In the programming world, it’s critical to have a diverse skillset. The odds of finding someone who is supremely gifted at just one aspect or language of programming, such as C++, but has virtually no command of anything else, is pretty small. This is because technology is constantly growing and evolving, which in turn changes the stacks that companies work with. The need to diversify one’s portfolio of skills and maintain proficiency in a variety of things is very important for any diligent developer who wants to stay on the cutting edge. Which is why you’ll see people maneuvering through a variety of languages, frameworks, and libraries. While the answer to what kinds of specific tools you should pick up (C vs. C++, Python vs. Go, etc.) does not have a strict answer, and instead depends on what you wish to do or who you’re working for, one skill that all programmers should pick up is the mastery of GitHub. Here are three reasons why it’s important to learn GitHub:

1. Everyone uses it

GitHub is, in short, incredibly popular in the developer community, and only continues to flourish. In the tech world, the success of a new piece of technology has as much to do with widespread adoption as it does actual innovation. A beautiful, efficient new language may catch fire like it should if no one cares to pick it up. If everyone had turned their noses up at Python when it first came out, it wouldn’t be the darling it is right now; it would have stayed as another side project of Guido van Rossum. But, since people flocked to it, it’s now one of the most popular programming languages out there.

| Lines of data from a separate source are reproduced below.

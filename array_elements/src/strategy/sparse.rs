// This Source Code Form is subject to the terms of the Mozilla Public
// License, v. 2.0. If a copy of the MPL was not distributed with this
// file, You can obtain one at https://mozilla.org/MPL/2.0/.

//! Ordered-map storage for arrays too sparse or too large for a buffer.
//!
//! A missing key is an absent element, so this layout has no notion of
//! holes. Arrays never leave it.

use std::collections::BTreeMap;

use crate::{
    context::ArrayContext,
    hooks::WriteMode,
    state::{ArrayState, BackingStore},
    value::Value,
};

use super::{ArrayLayout, ArrayStrategy};

#[inline]
fn map(state: &ArrayState) -> Option<&BTreeMap<u64, Value>> {
    match &state.backing_store {
        BackingStore::Sparse(map) => Some(map),
        _ => None,
    }
}

#[inline]
fn map_mut(state: &mut ArrayState) -> Option<&mut BTreeMap<u64, Value>> {
    match &mut state.backing_store {
        BackingStore::Sparse(map) => Some(map),
        _ => None,
    }
}

pub(crate) fn count(state: &ArrayState) -> usize {
    map(state).map_or(0, BTreeMap::len)
}

pub(crate) fn has_element(state: &ArrayState, index: u64) -> bool {
    map(state).is_some_and(|map| map.contains_key(&index))
}

pub(crate) fn get_element(state: &ArrayState, index: u64) -> Option<Value> {
    map(state)?.get(&index).cloned()
}

pub(crate) fn next_index_from(state: &ArrayState, from: u64) -> Option<u64> {
    map(state)?.range(from..).next().map(|(&index, _)| index)
}

pub(crate) fn previous_index_from(state: &ArrayState, from: u64) -> Option<u64> {
    map(state)?.range(..=from).next_back().map(|(&index, _)| index)
}

pub(crate) fn last_element_index(state: &ArrayState) -> Option<u64> {
    map(state)?.last_key_value().map(|(&index, _)| index)
}

pub(crate) fn own_index_keys(state: &ArrayState) -> Vec<u64> {
    map(state).map_or_else(Vec::new, |map| map.keys().copied().collect())
}

pub(crate) fn set_element(cx: &ArrayContext, state: &mut ArrayState, index: u64, value: Value) {
    cx.notify_write(WriteMode::Sparse, index, &value);
    if let Some(map) = map_mut(state) {
        map.insert(index, value);
    }
    state.length = state.length.max(index + 1);
}

pub(crate) fn delete_element(state: &mut ArrayState, index: u64) {
    if let Some(map) = map_mut(state) {
        map.remove(&index);
    }
}

pub(crate) fn set_length(state: &mut ArrayState, length: u64) {
    if let Some(map) = map_mut(state) {
        drop(map.split_off(&length));
    }
    state.length = length;
}

pub(crate) fn insert_range(state: &mut ArrayState, offset: u64, size: u64) {
    if let Some(map) = map_mut(state) {
        let tail = map.split_off(&offset);
        map.extend(tail.into_iter().map(|(index, value)| (index + size, value)));
    }
    state.length += size;
}

pub(crate) fn remove_range(state: &mut ArrayState, start: u64, end: u64) {
    let removed = end - start;
    if let Some(map) = map_mut(state) {
        let mut tail = map.split_off(&start);
        let rest = tail.split_off(&end);
        map.extend(rest.into_iter().map(|(index, value)| (index - removed, value)));
    }
    state.length -= removed;
}

/// Moves every element of a buffer-backed or storage-less array into a
/// sparse map.
pub(crate) fn degrade(
    cx: &ArrayContext,
    strategy: ArrayStrategy,
    state: &mut ArrayState,
    index: u64,
    value: Option<&Value>,
) -> ArrayStrategy {
    let map: BTreeMap<u64, Value> = match state.elements() {
        Some(buffer) => buffer
            .iter_window(state.window_slots())
            .map(|(slot, value)| ((state.index_offset + slot as i64) as u64, value))
            .collect(),
        None => BTreeMap::new(),
    };
    tracing::debug!(
        elements = map.len(),
        length = state.length,
        index,
        "array degraded to sparse storage"
    );
    state.reset_layout(BackingStore::Sparse(map));
    let next = strategy.with_layout(ArrayLayout::Sparse);
    cx.notify_transition(strategy, next, index, value);
    next
}
// This Source Code Form is subject to the terms of the Mozilla Public
// License, v. 2.0. If a copy of the MPL was not distributed with this
// file, You can obtain one at https://mozilla.org/MPL/2.0/.

use std::{collections::BTreeMap, rc::Rc};

use crate::{
    buffer::ElementBuffer,
    context::ArrayContext,
    error::ElementsResult,
    invariants::check_invariants,
    state::{ArrayState, IntegrityLevel},
    strategy::{ArrayStrategy, LazyArraySource},
    value::{ElementKind, Value},
};

/// Runs a mutating strategy operation against a record, storing the
/// strategy it returns.
fn update<R: HostArrayRecord + ?Sized>(
    record: &mut R,
    cx: &ArrayContext,
    operation: impl FnOnce(ArrayStrategy, &mut ArrayState) -> ElementsResult<ArrayStrategy>,
) -> ElementsResult<()> {
    let strategy = record.array_strategy();
    let next = operation(strategy, record.array_state_mut())?;
    record.set_array_strategy(next);
    if cx.options.check_invariants {
        check_invariants(next, record.array_state())?;
    }
    Ok(())
}

/// An object record holding array elements.
///
/// Implementors provide access to their [`ArrayState`] and current
/// [`ArrayStrategy`]; the provided methods implement the element operations
/// on top of them.
pub trait HostArrayRecord {
    fn array_state(&self) -> &ArrayState;
    fn array_state_mut(&mut self) -> &mut ArrayState;
    fn array_strategy(&self) -> ArrayStrategy;
    fn set_array_strategy(&mut self, strategy: ArrayStrategy);

    fn length(&self) -> u64 {
        self.array_state().length()
    }

    fn has_element(&self, index: u64) -> bool {
        self.array_strategy().has_element(self.array_state(), index)
    }

    fn get_element(&self, index: u64) -> Option<Value> {
        self.array_strategy().get_element(self.array_state(), index)
    }

    fn get_element_in_bounds(&self, index: u64) -> ElementsResult<Value> {
        self.array_strategy()
            .get_element_in_bounds(self.array_state(), index)
    }

    fn set_element(
        &mut self,
        cx: &ArrayContext,
        index: u64,
        value: Value,
        strict: bool,
    ) -> ElementsResult<()> {
        update(self, cx, |strategy, state| {
            strategy.set_element(cx, state, index, value, strict)
        })
    }

    fn set_element_in_bounds_fast(
        &mut self,
        cx: &ArrayContext,
        index: u64,
        value: Value,
    ) -> ElementsResult<()> {
        let strategy = self.array_strategy();
        strategy.set_element_in_bounds_fast(cx, self.array_state_mut(), index, value)
    }

    /// Deletes an element, returning `false` if the integrity level forbids
    /// it.
    fn delete_element(
        &mut self,
        cx: &ArrayContext,
        index: u64,
        strict: bool,
    ) -> ElementsResult<bool> {
        let deletable = self
            .array_strategy()
            .can_delete_element(self.array_state(), index, strict)?;
        if deletable {
            update(self, cx, |strategy, state| {
                strategy.delete_element(cx, state, index, strict)
            })?;
        }
        Ok(deletable)
    }

    fn set_length(&mut self, cx: &ArrayContext, length: u64, strict: bool) -> ElementsResult<()> {
        update(self, cx, |strategy, state| {
            strategy.set_length(cx, state, length, strict)
        })
    }

    fn insert_range(&mut self, cx: &ArrayContext, offset: u64, size: u64) -> ElementsResult<()> {
        update(self, cx, |strategy, state| {
            strategy.insert_range(cx, state, offset, size)
        })
    }

    fn remove_range(&mut self, cx: &ArrayContext, start: u64, end: u64) -> ElementsResult<()> {
        update(self, cx, |strategy, state| {
            strategy.remove_range(cx, state, start, end)
        })
    }

    fn shift_range(&mut self, cx: &ArrayContext, from: u64) -> ElementsResult<()> {
        update(self, cx, |strategy, state| strategy.shift_range(cx, state, from))
    }

    fn first_element_index(&self) -> Option<u64> {
        self.array_strategy().first_element_index(self.array_state())
    }

    fn last_element_index(&self) -> Option<u64> {
        self.array_strategy().last_element_index(self.array_state())
    }

    fn next_element_index(&self, index: u64) -> Option<u64> {
        self.array_strategy()
            .next_element_index(self.array_state(), index)
    }

    fn previous_element_index(&self, index: u64) -> Option<u64> {
        self.array_strategy()
            .previous_element_index(self.array_state(), index)
    }

    fn own_index_keys(&self) -> Vec<u64> {
        self.array_strategy().own_index_keys(self.array_state())
    }

    fn has_holes(&self) -> bool {
        self.array_strategy().has_holes(self.array_state())
    }

    fn integrity_level(&self) -> IntegrityLevel {
        self.array_strategy().integrity_level()
    }

    /// Raises the integrity level. Levels never decrease.
    fn set_integrity_level(&mut self, level: IntegrityLevel) {
        let level = level.max(self.integrity_level());
        let strategy = self.array_strategy().with_integrity_level(level);
        let state = self.array_state_mut();
        state.set_integrity_level(level);
        if level.is_frozen() {
            state.set_length_writable(false);
        }
        self.set_array_strategy(strategy);
    }
}

/// A standalone array record.
#[derive(Debug, Clone, Default)]
pub struct ArrayObject {
    state: ArrayState,
    strategy: ArrayStrategy,
}

impl HostArrayRecord for ArrayObject {
    #[inline]
    fn array_state(&self) -> &ArrayState {
        &self.state
    }

    #[inline]
    fn array_state_mut(&mut self) -> &mut ArrayState {
        &mut self.state
    }

    #[inline]
    fn array_strategy(&self) -> ArrayStrategy {
        self.strategy
    }

    #[inline]
    fn set_array_strategy(&mut self, strategy: ArrayStrategy) {
        self.strategy = strategy;
    }
}

impl ArrayObject {
    /// An empty array.
    pub fn new() -> Self {
        Self::default()
    }

    /// An array of `length` absent elements, as created by `new Array(n)`.
    pub fn with_length(length: u64) -> ElementsResult<Self> {
        let mut state = ArrayState::default();
        let strategy = ArrayStrategy::make_constant_empty(&mut state, length)?;
        Ok(Self { state, strategy })
    }

    /// An array sharing a literal's constant buffer.
    pub fn from_constant(buffer: Rc<ElementBuffer>) -> ElementsResult<Self> {
        let mut state = ArrayState::default();
        let strategy = ArrayStrategy::make_constant_packed(&mut state, buffer)?;
        Ok(Self { state, strategy })
    }

    /// An array holding `elements` in the narrowest element kind able to
    /// store all of them; `None` entries become holes.
    pub fn from_values(elements: &[Option<Value>]) -> ElementsResult<Self> {
        let mut state = ArrayState::default();
        let kind = elements
            .iter()
            .flatten()
            .map(ElementKind::of)
            .reduce(ElementKind::join);
        let strategy = match kind {
            None => ArrayStrategy::make_constant_empty(&mut state, elements.len() as u64)?,
            Some(kind) => {
                let buffer = ElementBuffer::from_elements(kind, elements)?;
                let length = elements.len();
                ArrayStrategy::make_holes(&mut state, buffer, length as u64, 0, 0, length as u32)?
            }
        };
        Ok(Self { state, strategy })
    }

    /// An array over a lazily materialized result.
    pub fn from_lazy(source: Rc<dyn LazyArraySource>) -> Self {
        let mut state = ArrayState::default();
        let strategy = ArrayStrategy::make_lazy(&mut state, source);
        Self { state, strategy }
    }

    pub fn from_sparse(map: BTreeMap<u64, Value>, length: u64) -> ElementsResult<Self> {
        let mut state = ArrayState::default();
        let strategy = ArrayStrategy::make_sparse(&mut state, map, length)?;
        Ok(Self { state, strategy })
    }

    #[inline]
    pub fn strategy(&self) -> ArrayStrategy {
        self.strategy
    }

    #[inline]
    pub fn state(&self) -> &ArrayState {
        &self.state
    }

    pub fn to_vec(&self) -> Vec<Option<Value>> {
        self.strategy.to_vec(&self.state)
    }

    pub fn prevent_extensions(&mut self) {
        self.set_integrity_level(IntegrityLevel::NonExtensible);
    }

    pub fn seal(&mut self) {
        self.set_integrity_level(IntegrityLevel::Sealed);
    }

    pub fn freeze(&mut self) {
        self.set_integrity_level(IntegrityLevel::Frozen);
    }

    pub fn set_length_not_writable(&mut self) {
        self.state.set_length_writable(false);
    }

    /// Verifies every storage invariant.
    pub fn check_invariants(&self) -> ElementsResult<()> {
        check_invariants(self.strategy, &self.state)
    }
}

The same goes for GitHub – as of 2015, there are over 9 million users of the service and over 21.1 million repositories. It’s the most popular source code hosting facility out there, and it’s still growing. With a cool new $250 million in funding raised and a valuation of around $2 billion, GitHub isn’t going anywhere, which only ensures its continued proliferation and position at the cutting edge of programming.

2. Source control

Source control is essentially a standard skill for programmers in the industry, and with good reason. Consider a master code repository you might have. If you and a group of people all want to work on it at the same time, you might potentially run into some trouble trying to do that. How do you know the code you write won’t interfere with some code they wrote? What if some of another person’s code is wrong? Normally, these would be valid concerns, but with GitHub’s distributed version control systems, you copy the entire repository to your own system and makes changes on that. This way, you and your group aren’t all messing on the same program at the same time, and can each make your own changes without destroying the integrity of the main repository. Different changes can also be reviewed and consolidated, ensuring the maintenance of good coding quality. Finally, all changes, if approved and good to go, can be merged back into the main repository.

3. Get active in the community

GitHub has a large community of developers constantly updating and improving open-source technologies. Some of the most-used technologies today, such as Django and Node.js, are hosted on GitHub, which reflects the cutting-edge nature of GitHub and its community. In order to get involved, simply head to GitHub’s trending page to see which repositories GitHub users are most active on today. By joining in on the fun, you’ll not only flex your own programming skills and upgrade them, but also become a more active member of the larger open-source community filled with peers, mentors, and, more than likely, future co-workers.

GitHub is undoubtedly a valuable skill to have as a programmer, not only in the workplace, but also personally. Tell interviewers you don’t know how to use GitHub and they’ll probably look at you a bit funny; tell fellow developers you don’t know how to use GitHub and they’ll probably start extolling its virtues almost immediately; or, remind yourself that you don’t know how to use GitHub, and then think of all that you’re missing out on. Alternatively, if you’re not sold on GitHub or prefer your code to be private, you can check out a similar service in Bitbucket. Google has also released its own competitor in the Google Cloud Platform, and the similarly-named GitLab stands as a potentially formidable rival with the ability for developers to install it on their own servers.